ABOUT THIS EXERCISE: Which lines of the data below contain "RemoveDir"? Please show them all.

**** STUDY MATERIAL

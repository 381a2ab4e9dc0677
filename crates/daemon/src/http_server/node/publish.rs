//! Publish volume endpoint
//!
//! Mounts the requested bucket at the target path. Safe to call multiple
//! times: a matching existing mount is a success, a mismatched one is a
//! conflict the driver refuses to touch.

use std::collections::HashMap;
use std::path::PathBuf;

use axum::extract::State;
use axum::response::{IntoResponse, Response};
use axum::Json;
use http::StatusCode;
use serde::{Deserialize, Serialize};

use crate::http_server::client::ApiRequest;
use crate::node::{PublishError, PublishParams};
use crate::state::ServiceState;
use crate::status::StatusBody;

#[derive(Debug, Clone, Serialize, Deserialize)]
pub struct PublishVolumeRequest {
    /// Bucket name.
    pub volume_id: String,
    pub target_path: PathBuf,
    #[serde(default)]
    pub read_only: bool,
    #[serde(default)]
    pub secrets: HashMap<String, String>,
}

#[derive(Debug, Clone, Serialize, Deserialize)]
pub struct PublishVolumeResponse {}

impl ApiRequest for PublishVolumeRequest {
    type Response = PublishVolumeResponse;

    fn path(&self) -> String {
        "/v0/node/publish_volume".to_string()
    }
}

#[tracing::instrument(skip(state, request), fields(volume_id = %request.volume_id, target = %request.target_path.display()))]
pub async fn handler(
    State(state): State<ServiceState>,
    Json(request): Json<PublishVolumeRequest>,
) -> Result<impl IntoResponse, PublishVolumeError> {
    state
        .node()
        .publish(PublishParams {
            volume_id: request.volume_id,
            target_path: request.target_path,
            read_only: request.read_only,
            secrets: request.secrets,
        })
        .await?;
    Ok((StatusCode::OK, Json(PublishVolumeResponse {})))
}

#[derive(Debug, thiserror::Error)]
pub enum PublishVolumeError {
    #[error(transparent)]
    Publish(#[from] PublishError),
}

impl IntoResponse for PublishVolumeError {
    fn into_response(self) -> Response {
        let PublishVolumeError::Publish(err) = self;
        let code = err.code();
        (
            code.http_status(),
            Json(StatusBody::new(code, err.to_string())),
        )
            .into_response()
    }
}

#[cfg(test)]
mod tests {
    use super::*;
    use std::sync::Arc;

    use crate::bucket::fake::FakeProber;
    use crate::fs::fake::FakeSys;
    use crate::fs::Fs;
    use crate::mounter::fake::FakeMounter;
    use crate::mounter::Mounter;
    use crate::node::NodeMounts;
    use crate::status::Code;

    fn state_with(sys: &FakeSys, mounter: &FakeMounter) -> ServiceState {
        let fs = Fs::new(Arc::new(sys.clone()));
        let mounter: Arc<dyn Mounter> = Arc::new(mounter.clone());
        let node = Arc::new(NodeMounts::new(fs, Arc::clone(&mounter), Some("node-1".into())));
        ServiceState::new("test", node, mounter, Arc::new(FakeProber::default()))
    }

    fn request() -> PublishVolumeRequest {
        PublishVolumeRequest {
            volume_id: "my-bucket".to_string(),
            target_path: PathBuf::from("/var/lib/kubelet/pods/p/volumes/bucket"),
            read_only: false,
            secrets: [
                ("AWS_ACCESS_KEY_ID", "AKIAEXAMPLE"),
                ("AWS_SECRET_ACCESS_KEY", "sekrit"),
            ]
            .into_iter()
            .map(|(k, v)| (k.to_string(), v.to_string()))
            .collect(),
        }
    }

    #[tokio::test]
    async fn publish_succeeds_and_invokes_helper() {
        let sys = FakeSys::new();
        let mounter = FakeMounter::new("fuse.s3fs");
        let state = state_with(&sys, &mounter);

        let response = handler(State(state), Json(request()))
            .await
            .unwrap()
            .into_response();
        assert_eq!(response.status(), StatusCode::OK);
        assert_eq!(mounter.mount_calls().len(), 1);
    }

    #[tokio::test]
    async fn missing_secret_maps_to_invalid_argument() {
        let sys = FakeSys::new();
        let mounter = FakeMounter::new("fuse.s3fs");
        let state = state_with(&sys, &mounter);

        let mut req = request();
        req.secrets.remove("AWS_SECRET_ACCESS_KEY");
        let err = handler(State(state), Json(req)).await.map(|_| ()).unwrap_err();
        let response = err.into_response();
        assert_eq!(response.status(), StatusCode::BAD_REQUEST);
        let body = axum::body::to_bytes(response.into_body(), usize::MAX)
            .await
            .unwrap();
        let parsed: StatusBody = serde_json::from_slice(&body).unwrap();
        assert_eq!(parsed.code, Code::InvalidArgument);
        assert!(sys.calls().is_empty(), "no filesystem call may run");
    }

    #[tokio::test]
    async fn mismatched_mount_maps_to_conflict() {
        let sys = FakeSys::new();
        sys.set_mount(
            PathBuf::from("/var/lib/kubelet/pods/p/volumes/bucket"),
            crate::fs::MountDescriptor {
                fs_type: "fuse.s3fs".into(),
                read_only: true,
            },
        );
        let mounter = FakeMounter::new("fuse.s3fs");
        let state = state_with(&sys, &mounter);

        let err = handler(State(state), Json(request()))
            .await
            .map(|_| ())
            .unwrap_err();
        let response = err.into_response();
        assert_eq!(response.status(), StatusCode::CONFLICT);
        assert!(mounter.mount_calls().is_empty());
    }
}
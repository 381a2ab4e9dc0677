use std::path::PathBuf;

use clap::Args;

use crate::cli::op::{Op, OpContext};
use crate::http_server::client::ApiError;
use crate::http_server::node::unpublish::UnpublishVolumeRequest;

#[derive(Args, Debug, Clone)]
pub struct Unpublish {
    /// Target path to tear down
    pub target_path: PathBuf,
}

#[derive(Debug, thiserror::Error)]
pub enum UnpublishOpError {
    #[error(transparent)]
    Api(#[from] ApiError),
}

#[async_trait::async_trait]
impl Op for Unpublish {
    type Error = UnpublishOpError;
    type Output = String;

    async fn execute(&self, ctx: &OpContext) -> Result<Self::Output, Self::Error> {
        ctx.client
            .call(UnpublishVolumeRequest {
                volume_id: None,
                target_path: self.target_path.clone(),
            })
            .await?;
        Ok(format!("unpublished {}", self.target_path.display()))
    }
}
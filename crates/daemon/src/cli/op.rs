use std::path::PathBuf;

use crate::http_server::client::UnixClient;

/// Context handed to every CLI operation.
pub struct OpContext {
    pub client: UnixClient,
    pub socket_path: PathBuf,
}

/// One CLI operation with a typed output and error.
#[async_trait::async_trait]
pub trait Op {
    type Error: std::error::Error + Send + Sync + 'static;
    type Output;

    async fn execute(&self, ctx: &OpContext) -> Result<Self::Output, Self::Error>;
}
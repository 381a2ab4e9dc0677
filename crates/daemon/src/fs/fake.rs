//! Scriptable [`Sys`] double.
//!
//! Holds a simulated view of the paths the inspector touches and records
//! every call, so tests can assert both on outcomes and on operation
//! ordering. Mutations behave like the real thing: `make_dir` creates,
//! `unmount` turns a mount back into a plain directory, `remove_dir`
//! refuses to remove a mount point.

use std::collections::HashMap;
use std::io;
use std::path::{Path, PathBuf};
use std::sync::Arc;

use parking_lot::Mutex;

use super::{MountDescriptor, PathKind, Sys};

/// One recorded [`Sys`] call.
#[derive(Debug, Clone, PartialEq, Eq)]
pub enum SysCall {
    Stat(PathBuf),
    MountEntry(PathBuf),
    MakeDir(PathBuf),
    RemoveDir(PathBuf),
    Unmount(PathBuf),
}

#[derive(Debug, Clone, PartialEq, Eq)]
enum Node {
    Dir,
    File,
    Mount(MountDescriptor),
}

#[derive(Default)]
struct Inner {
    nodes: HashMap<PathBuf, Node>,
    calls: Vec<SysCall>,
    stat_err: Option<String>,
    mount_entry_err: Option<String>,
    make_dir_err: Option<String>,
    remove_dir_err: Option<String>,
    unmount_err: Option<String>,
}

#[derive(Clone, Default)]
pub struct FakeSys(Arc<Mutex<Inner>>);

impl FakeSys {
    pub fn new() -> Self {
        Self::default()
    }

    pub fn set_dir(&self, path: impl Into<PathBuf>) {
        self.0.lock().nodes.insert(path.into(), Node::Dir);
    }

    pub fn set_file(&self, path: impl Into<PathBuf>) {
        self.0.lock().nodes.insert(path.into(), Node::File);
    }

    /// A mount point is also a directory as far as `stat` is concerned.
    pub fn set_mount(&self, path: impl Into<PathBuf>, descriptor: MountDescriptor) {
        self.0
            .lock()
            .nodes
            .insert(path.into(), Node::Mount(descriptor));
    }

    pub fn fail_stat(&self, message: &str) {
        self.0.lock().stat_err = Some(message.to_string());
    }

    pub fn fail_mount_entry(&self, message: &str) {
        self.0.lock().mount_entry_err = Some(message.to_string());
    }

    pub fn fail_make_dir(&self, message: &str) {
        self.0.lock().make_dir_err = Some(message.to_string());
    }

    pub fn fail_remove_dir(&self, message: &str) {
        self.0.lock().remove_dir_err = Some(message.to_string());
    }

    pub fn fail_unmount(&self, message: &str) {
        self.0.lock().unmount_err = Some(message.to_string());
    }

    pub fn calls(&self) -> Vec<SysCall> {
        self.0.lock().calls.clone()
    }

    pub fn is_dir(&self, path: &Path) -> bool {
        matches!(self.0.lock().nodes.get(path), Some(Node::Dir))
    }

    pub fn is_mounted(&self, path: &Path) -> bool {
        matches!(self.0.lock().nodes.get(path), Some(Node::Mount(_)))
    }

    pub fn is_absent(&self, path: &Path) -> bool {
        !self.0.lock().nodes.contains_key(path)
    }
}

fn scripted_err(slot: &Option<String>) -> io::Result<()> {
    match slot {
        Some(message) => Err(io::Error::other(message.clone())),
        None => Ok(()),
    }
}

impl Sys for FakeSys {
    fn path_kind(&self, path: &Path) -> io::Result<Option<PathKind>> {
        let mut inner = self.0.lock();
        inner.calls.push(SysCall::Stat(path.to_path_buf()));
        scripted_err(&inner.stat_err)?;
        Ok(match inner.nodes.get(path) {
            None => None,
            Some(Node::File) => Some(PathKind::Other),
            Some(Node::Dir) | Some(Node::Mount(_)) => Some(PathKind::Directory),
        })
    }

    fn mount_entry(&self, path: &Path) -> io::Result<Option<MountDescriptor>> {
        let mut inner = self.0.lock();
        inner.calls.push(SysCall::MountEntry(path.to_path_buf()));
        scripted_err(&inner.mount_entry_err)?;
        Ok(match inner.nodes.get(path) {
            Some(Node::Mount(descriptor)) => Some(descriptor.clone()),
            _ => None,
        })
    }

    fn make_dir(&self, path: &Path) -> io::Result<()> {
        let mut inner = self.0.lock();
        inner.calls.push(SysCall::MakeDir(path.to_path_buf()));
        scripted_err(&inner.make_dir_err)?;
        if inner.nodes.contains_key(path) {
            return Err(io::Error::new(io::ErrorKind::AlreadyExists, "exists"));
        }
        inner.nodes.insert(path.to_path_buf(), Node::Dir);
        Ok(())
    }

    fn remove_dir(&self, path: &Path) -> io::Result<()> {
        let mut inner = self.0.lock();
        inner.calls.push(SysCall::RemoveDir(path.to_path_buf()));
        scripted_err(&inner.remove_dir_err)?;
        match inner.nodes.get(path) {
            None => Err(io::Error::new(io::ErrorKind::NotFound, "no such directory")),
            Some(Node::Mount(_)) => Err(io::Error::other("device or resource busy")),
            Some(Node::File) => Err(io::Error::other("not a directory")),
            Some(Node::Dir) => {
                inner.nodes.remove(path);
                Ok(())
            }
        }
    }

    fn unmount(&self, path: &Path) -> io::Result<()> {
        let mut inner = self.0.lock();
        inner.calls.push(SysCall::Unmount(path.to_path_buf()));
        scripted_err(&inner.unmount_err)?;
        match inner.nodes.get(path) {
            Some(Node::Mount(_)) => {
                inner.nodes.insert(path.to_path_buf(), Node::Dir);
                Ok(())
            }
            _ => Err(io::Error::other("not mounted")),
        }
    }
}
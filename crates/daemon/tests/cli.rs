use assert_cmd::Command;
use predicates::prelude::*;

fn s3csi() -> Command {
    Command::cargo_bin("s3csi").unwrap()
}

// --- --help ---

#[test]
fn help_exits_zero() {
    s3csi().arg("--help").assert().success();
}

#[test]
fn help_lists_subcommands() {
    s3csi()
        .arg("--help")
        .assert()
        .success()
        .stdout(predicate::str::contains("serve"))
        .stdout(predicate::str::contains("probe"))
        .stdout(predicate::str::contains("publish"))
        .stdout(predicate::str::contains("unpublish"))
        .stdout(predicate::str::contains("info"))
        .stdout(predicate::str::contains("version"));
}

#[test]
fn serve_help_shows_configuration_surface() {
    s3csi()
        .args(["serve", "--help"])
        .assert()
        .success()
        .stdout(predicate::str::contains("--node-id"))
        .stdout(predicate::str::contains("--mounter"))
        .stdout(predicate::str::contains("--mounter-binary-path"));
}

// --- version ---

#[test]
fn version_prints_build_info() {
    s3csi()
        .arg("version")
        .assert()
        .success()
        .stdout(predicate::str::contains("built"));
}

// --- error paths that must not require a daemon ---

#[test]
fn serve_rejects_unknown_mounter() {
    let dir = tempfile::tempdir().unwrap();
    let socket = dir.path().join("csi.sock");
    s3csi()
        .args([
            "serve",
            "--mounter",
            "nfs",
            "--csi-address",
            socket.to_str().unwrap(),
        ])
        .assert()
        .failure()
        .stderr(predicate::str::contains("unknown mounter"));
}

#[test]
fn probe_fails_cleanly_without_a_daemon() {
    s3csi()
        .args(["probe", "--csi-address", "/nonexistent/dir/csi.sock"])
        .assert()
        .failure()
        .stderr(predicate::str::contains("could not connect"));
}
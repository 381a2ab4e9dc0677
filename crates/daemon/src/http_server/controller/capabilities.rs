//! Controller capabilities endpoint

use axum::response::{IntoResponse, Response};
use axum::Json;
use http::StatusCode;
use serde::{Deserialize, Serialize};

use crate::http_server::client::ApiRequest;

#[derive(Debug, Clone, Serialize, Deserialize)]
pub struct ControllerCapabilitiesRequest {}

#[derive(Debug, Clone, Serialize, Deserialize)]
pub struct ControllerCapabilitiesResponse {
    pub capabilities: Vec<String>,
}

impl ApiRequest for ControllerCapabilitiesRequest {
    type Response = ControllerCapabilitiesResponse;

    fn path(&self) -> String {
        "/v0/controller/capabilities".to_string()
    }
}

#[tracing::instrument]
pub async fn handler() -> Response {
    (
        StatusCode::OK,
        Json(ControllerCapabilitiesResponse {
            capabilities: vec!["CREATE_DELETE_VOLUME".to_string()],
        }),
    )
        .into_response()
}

********

OUTPUT FOR THIS EXERCISE:
    RemoveDir(PathBuf),
        inner.calls.push(SysCall::RemoveDir(path.to_path_buf()));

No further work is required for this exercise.